Nuestra América debe impulsar una estrategia multipolar multilateral y plantear un programa de mínima con algunos puntos clave en base a iniciativas que se esbozaron en los últimos tiempos: discutir conjuntamente las condiciones para la explotación de sus estratégicos recursos naturales (la «OPEP del litio», junto a una empresa estatal latinoamericana para explotarlo, sería un buen ejemplo), avanzar hacia una moneda común a partir de la reciente propuesta de Lula, plantear una investigación y una moratoria conjunta de la deuda externa, avanzar hacia una política sanitaria soberana —produciendo a nivel regional, por ejemplo, algunas de las vacunas cubanas contra el COVID— y, fundamentalmente, negociar conjuntamente con actores extrarregionales como Estados Unidos, la Unión Europea y China. Es la única forma de equilibrar mínimamente las enormes asimetrías con los países más desarrollados.

El viernes 10 de junio Biden cerraba el encuentro de presidentes con la firma de la «Declaración de Los Ángeles» y algunas limitadísimas promesas de ayuda económica para contener a los migrantes y ampliar a 20 000 los refugiados anuales que aceptará Estados Unidos. En realidad, hay una militarización de la problemática, ya que Estados Unidos pretende sumar a México y Colombia como aliados principales extra OTAN, o sea subordinarlos a la estrategia de Washington contra los otros polos de poder global.
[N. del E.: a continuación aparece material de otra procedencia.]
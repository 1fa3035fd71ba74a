// src/feed/types.rs
use std::sync::Arc;

use chrono::{DateTime, Utc};
use serde::Serialize;

/// One paper from the feed, already normalized for display.
#[derive(Debug, Clone, Serialize, PartialEq, Eq)]
pub struct PaperRecord {
    pub id: String,
    pub published_date: String, // "YYYY-MM-DD", no tz normalization
    pub title: String,
    pub summary: String,
    pub link: String,
    pub authors: Vec<String>,
    pub categories: Vec<String>,
}

impl PaperRecord {
    /// Authors in feed order, joined for display.
    pub fn authors_joined(&self) -> String {
        self.authors.join(", ")
    }
}

/// Result of one successful fetch cycle. Never mutated after construction.
#[derive(Debug, Clone, PartialEq, Eq)]
pub struct FeedSnapshot {
    fetched_at: DateTime<Utc>,
    records: Vec<PaperRecord>,
}

impl FeedSnapshot {
    pub fn new(records: Vec<PaperRecord>, fetched_at: DateTime<Utc>) -> Self {
        Self {
            fetched_at,
            records,
        }
    }

    pub fn records(&self) -> &[PaperRecord] {
        &self.records
    }

    pub fn fetched_at(&self) -> DateTime<Utc> {
        self.fetched_at
    }

    pub fn len(&self) -> usize {
        self.records.len()
    }

    pub fn is_empty(&self) -> bool {
        self.records.is_empty()
    }
}

pub type SharedSnapshot = Arc<FeedSnapshot>;

/// Why a fetch cycle produced no snapshot.
#[derive(Debug, Clone, PartialEq, Eq, thiserror::Error)]
pub enum FeedError {
    #[error("feed request failed: {0}")]
    Transport(String),
    #[error("feed endpoint returned HTTP {0}")]
    HttpStatus(u16),
    #[error("feed document could not be parsed: {0}")]
    Malformed(String),
    #[error("feed returned no entries")]
    EmptyFeed,
}

impl FeedError {
    /// Short stable tag for logs, metric labels and JSON.
    pub fn reason(&self) -> &'static str {
        match self {
            FeedError::Transport(_) => "transport",
            FeedError::HttpStatus(_) => "http_status",
            FeedError::Malformed(_) => "malformed",
            FeedError::EmptyFeed => "empty",
        }
    }
}

/// What the presentation layer receives: a snapshot or the AbsentResult.
pub type SnapshotOutcome = Result<SharedSnapshot, FeedError>;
En el discurso oficial aparecieron las habituales apelaciones a la democracia, la seguridad hemisférica, el libre mercado, los derechos humanos y la inversión privada. Sin embargo, esta vez, Estados Unidos fracasó en imponer la doctrina Monroe de «América para los (norte)americanos», que el año que viene cumple exactamente 200 años.
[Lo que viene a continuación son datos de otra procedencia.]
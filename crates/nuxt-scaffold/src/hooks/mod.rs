//! Steps run after the project files are written

pub mod post;
pub mod tools;

pub use post::{print_instructions, run_post, PostContext, ProjectTools};
pub use tools::SystemTools;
Y no solo lo hizo a nivel gubernamental, sino que, por abajo, y en estrecha relación con las luchas que están haciendo retroceder a los gobiernos neoliberales desde 2018, crece la articulación de las resistencias. No solo se realizó la habitual contra Cumbre de los Pueblos en Los Ángeles. En Ciudad de México, la semana pasada, miles de académicos y activistas se reunieron en la Conferencia Latinoamericana y Caribeña de Ciencias Sociales para pensar y debatir cómo construir ese otro mundo posible.

El mismo día que cerraba el cónclave de mandatarios en Estados Unidos, más de 100 000 personas colmaron el Zócalo de la capital azteca para escuchar al cubano Silvio Rodríguez, en el más que simbólico cierre del evento organizado por CLACSO. Como señaló allí Álvaro García Linera, en diálogo con La Jornada:

"Hay, de América Latina hacia Estados Unidos, pérdida de miedo y hasta falta de respeto ante el poderoso. Se ha desvanecido la idolatría y sumisión voluntaria de las élites políticas hacia lo norteamericano. Era una especie de cadena mental que te amarraba a mover tu cabeza siempre diciendo sí a lo que decía Estados Unidos. Ahora no lo oyes. Te vas. No vienes. Dices lo que quieras. Los otros nos desprecian y nosotros les hemos perdido el respeto. México ha liderado este divorcio".

El fracaso de la puesta en escena imperial en Los Ángeles abre grandes oportunidades para reimpulsar el multipolarismo y ampliar los márgenes de autonomía de Nuestra América, que bajo la dominación imperial sigue siendo la región más desigual del mundo, con más de 200 millones de pobres según Naciones Unidas. Falta, ahora, que las fuerzas políticas y sociales progresistas, de izquierda y nacional-populares vuelvan a poner en el horizonte de sus luchas el proyecto de la Patria Grande.